▶ Task details
This task calls for the complete listing below, reproduced exactly.

▶ Data records
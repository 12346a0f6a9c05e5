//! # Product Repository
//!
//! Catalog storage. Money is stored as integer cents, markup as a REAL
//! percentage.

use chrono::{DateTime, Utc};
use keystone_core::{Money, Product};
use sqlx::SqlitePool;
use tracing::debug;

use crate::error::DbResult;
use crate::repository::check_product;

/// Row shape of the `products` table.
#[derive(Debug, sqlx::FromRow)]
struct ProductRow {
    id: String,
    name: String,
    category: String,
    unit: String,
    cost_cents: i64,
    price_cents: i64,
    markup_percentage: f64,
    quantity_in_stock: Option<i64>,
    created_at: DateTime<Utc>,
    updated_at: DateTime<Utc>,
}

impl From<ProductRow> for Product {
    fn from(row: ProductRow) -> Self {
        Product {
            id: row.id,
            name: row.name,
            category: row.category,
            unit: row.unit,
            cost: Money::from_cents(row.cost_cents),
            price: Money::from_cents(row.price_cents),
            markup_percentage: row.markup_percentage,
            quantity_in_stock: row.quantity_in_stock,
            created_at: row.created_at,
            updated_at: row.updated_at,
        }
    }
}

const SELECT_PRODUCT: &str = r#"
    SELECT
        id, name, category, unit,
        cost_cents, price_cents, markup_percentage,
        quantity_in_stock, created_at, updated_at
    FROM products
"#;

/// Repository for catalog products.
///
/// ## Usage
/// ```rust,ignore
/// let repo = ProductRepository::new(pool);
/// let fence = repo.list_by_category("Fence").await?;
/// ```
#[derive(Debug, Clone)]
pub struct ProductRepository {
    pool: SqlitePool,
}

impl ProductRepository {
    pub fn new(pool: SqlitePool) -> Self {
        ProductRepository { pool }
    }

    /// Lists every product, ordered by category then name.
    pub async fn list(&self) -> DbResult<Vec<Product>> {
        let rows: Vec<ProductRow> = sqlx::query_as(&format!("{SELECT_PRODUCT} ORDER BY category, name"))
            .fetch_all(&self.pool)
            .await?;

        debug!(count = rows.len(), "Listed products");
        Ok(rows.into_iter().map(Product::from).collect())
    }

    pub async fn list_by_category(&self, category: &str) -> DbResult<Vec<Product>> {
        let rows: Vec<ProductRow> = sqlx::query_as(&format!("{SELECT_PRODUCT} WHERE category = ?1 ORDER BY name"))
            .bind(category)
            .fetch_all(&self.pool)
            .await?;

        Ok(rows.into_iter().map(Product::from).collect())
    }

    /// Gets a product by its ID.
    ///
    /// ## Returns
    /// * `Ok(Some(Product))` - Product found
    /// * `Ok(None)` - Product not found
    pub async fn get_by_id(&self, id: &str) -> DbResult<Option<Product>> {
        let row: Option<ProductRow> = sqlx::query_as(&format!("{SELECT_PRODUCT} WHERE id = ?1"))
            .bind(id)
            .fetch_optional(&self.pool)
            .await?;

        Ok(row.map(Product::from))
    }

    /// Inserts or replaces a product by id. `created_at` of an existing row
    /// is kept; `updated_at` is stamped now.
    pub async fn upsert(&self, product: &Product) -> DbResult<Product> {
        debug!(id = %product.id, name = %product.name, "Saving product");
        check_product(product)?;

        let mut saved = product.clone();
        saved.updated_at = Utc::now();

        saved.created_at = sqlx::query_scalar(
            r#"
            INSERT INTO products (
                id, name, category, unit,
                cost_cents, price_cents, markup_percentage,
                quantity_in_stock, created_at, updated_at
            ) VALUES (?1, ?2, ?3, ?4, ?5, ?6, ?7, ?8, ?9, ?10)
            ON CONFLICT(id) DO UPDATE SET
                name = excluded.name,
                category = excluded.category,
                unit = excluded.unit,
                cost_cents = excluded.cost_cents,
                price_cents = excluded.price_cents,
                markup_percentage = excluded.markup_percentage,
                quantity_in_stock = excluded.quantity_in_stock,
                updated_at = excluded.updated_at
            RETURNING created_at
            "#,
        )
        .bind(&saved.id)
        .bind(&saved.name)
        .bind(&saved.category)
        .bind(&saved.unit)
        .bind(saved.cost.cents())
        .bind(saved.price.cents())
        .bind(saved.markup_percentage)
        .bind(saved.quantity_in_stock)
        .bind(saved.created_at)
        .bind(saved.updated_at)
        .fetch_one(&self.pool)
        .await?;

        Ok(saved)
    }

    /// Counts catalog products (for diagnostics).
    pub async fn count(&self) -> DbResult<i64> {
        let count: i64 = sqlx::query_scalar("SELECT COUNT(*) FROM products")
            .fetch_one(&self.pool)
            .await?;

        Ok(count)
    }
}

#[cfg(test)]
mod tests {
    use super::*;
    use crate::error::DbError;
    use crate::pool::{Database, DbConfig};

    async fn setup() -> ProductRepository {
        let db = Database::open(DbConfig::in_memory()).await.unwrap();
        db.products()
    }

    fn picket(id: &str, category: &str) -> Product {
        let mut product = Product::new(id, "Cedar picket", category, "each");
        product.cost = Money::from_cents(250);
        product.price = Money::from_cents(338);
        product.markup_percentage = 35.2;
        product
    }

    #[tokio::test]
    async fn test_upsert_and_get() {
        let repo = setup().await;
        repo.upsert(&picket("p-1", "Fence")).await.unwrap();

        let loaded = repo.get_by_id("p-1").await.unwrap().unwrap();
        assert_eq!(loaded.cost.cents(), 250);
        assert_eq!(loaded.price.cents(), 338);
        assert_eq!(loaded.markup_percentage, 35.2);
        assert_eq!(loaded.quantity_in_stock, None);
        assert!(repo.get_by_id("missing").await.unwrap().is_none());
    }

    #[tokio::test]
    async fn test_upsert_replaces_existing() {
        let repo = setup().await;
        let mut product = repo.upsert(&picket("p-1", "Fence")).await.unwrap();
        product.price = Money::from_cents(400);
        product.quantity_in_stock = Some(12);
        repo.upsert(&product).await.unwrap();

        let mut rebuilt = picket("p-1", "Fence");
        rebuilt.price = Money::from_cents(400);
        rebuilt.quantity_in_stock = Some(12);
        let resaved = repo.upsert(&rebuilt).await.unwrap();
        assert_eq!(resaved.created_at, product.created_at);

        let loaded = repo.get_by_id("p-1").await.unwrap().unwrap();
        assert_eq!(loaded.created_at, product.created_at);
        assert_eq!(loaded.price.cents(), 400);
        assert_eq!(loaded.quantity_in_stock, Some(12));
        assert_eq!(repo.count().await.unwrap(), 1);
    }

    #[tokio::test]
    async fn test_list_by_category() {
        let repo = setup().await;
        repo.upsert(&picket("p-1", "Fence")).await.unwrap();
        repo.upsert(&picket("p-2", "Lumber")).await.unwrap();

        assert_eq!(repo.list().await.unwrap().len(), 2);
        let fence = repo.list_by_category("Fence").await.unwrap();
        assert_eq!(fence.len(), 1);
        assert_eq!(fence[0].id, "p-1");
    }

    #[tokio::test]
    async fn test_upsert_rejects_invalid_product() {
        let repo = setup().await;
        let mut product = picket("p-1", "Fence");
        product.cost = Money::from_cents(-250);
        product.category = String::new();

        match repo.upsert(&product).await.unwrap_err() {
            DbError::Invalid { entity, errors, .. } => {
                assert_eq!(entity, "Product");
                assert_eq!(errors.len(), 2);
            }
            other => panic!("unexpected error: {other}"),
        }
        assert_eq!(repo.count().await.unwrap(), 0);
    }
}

▶ Result for this exercise
repository 12346a0f6a9c05e5
//! # Product Repository
//!
//! Catalog storage. Money is stored as integer cents, markup as a REAL
//! percentage.

use chrono::{DateTime, Utc};
use keystone_core::{Money, Product};
use sqlx::SqlitePool;
use tracing::debug;

use crate::error::DbResult;
use crate::repository::check_product;

/// Row shape of the `products` table.
#[derive(Debug, sqlx::FromRow)]
struct ProductRow {
    id: String,
    name: String,
    category: String,
    unit: String,
    cost_cents: i64,
    price_cents: i64,
    markup_percentage: f64,
    quantity_in_stock: Option<i64>,
    created_at: DateTime<Utc>,
    updated_at: DateTime<Utc>,
}

impl From<ProductRow> for Product {
    fn from(row: ProductRow) -> Self {
        Product {
            id: row.id,
            name: row.name,
            category: row.category,
            unit: row.unit,
            cost: Money::from_cents(row.cost_cents),
            price: Money::from_cents(row.price_cents),
            markup_percentage: row.markup_percentage,
            quantity_in_stock: row.quantity_in_stock,
            created_at: row.created_at,
            updated_at: row.updated_at,
        }
    }
}

const SELECT_PRODUCT: &str = r#"
    SELECT
        id, name, category, unit,
        cost_cents, price_cents, markup_percentage,
        quantity_in_stock, created_at, updated_at
    FROM products
"#;

/// Repository for catalog products.
///
/// ## Usage
/// ```rust,ignore
/// let repo = ProductRepository::new(pool);
/// let fence = repo.list_by_category("Fence").await?;
/// ```
#[derive(Debug, Clone)]
pub struct ProductRepository {
    pool: SqlitePool,
}

impl ProductRepository {
    pub fn new(pool: SqlitePool) -> Self {
        ProductRepository { pool }
    }

    /// Lists every product, ordered by category then name.
    pub async fn list(&self) -> DbResult<Vec<Product>> {
        let rows: Vec<ProductRow> = sqlx::query_as(&format!("{SELECT_PRODUCT} ORDER BY category, name"))
            .fetch_all(&self.pool)
            .await?;

        debug!(count = rows.len(), "Listed products");
        Ok(rows.into_iter().map(Product::from).collect())
    }

    pub async fn list_by_category(&self, category: &str) -> DbResult<Vec<Product>> {
        let rows: Vec<ProductRow> = sqlx::query_as(&format!("{SELECT_PRODUCT} WHERE category = ?1 ORDER BY name"))
            .bind(category)
            .fetch_all(&self.pool)
            .await?;

        Ok(rows.into_iter().map(Product::from).collect())
    }

    /// Gets a product by its ID.
    ///
    /// ## Returns
    /// * `Ok(Some(Product))` - Product found
    /// * `Ok(None)` - Product not found
    pub async fn get_by_id(&self, id: &str) -> DbResult<Option<Product>> {
        let row: Option<ProductRow> = sqlx::query_as(&format!("{SELECT_PRODUCT} WHERE id = ?1"))
            .bind(id)
            .fetch_optional(&self.pool)
            .await?;

        Ok(row.map(Product::from))
    }

    /// Inserts or replaces a product by id. `created_at` of an existing row
    /// is kept; `updated_at` is stamped now.
    pub async fn upsert(&self, product: &Product) -> DbResult<Product> {
        debug!(id = %product.id, name = %product.name, "Saving product");
        check_product(product)?;

        let mut saved = product.clone();
        saved.updated_at = Utc::now();

        saved.created_at = sqlx::query_scalar(
            r#"
            INSERT INTO products (
                id, name, category, unit,
                cost_cents, price_cents, markup_percentage,
                quantity_in_stock, created_at, updated_at
            ) VALUES (?1, ?2, ?3, ?4, ?5, ?6, ?7, ?8, ?9, ?10)
            ON CONFLICT(id) DO UPDATE SET
                name = excluded.name,
                category = excluded.category,
                unit = excluded.unit,
                cost_cents = excluded.cost_cents,
                price_cents = excluded.price_cents,
                markup_percentage = excluded.markup_percentage,
                quantity_in_stock = excluded.quantity_in_stock,
                updated_at = excluded.updated_at
            RETURNING created_at
            "#,
        )
        .bind(&saved.id)
        .bind(&saved.name)
        .bind(&saved.category)
        .bind(&saved.unit)
        .bind(saved.cost.cents())
        .bind(saved.price.cents())
        .bind(saved.markup_percentage)
        .bind(saved.quantity_in_stock)
        .bind(saved.created_at)
        .bind(saved.updated_at)
        .fetch_one(&self.pool)
        .await?;

        Ok(saved)
    }

    /// Counts catalog products (for diagnostics).
    pub async fn count(&self) -> DbResult<i64> {
        let count: i64 = sqlx::query_scalar("SELECT COUNT(*) FROM products")
            .fetch_one(&self.pool)
            .await?;

        Ok(count)
    }
}

#[cfg(test)]
mod tests {
    use super::*;
    use crate::error::DbError;
    use crate::pool::{Database, DbConfig};

    async fn setup() -> ProductRepository {
        let db = Database::open(DbConfig::in_memory()).await.unwrap();
        db.products()
    }

    fn picket(id: &str, category: &str) -> Product {
        let mut product = Product::new(id, "Cedar picket", category, "each");
        product.cost = Money::from_cents(250);
        product.price = Money::from_cents(338);
        product.markup_percentage = 35.2;
        product
    }

    #[tokio::test]
    async fn test_upsert_and_get() {
        let repo = setup().await;
        repo.upsert(&picket("p-1", "Fence")).await.unwrap();

        let loaded = repo.get_by_id("p-1").await.unwrap().unwrap();
        assert_eq!(loaded.cost.cents(), 250);
        assert_eq!(loaded.price.cents(), 338);
        assert_eq!(loaded.markup_percentage, 35.2);
        assert_eq!(loaded.quantity_in_stock, None);
        assert!(repo.get_by_id("missing").await.unwrap().is_none());
    }

    #[tokio::test]
    async fn test_upsert_replaces_existing() {
        let repo = setup().await;
        let mut product = repo.upsert(&picket("p-1", "Fence")).await.unwrap();
        product.price = Money::from_cents(400);
        product.quantity_in_stock = Some(12);
        repo.upsert(&product).await.unwrap();

        let mut rebuilt = picket("p-1", "Fence");
        rebuilt.price = Money::from_cents(400);
        rebuilt.quantity_in_stock = Some(12);
        let resaved = repo.upsert(&rebuilt).await.unwrap();
        assert_eq!(resaved.created_at, product.created_at);

        let loaded = repo.get_by_id("p-1").await.unwrap().unwrap();
        assert_eq!(loaded.created_at, product.created_at);
        assert_eq!(loaded.price.cents(), 400);
        assert_eq!(loaded.quantity_in_stock, Some(12));
        assert_eq!(repo.count().await.unwrap(), 1);
    }

    #[tokio::test]
    async fn test_list_by_category() {
        let repo = setup().await;
        repo.upsert(&picket("p-1", "Fence")).await.unwrap();
        repo.upsert(&picket("p-2", "Lumber")).await.unwrap();

        assert_eq!(repo.list().await.unwrap().len(), 2);
        let fence = repo.list_by_category("Fence").await.unwrap();
        assert_eq!(fence.len(), 1);
        assert_eq!(fence[0].id, "p-1");
    }

    #[tokio::test]
    async fn test_upsert_rejects_invalid_product() {
        let repo = setup().await;
        let mut product = picket("p-1", "Fence");
        product.cost = Money::from_cents(-250);
        product.category = String::new();

        match repo.upsert(&product).await.unwrap_err() {
            DbError::Invalid { entity, errors, .. } => {
                assert_eq!(entity, "Product");
                assert_eq!(errors.len(), 2);
            }
            other => panic!("unexpected error: {other}"),
        }
        assert_eq!(repo.count().await.unwrap(), 0);
    }
}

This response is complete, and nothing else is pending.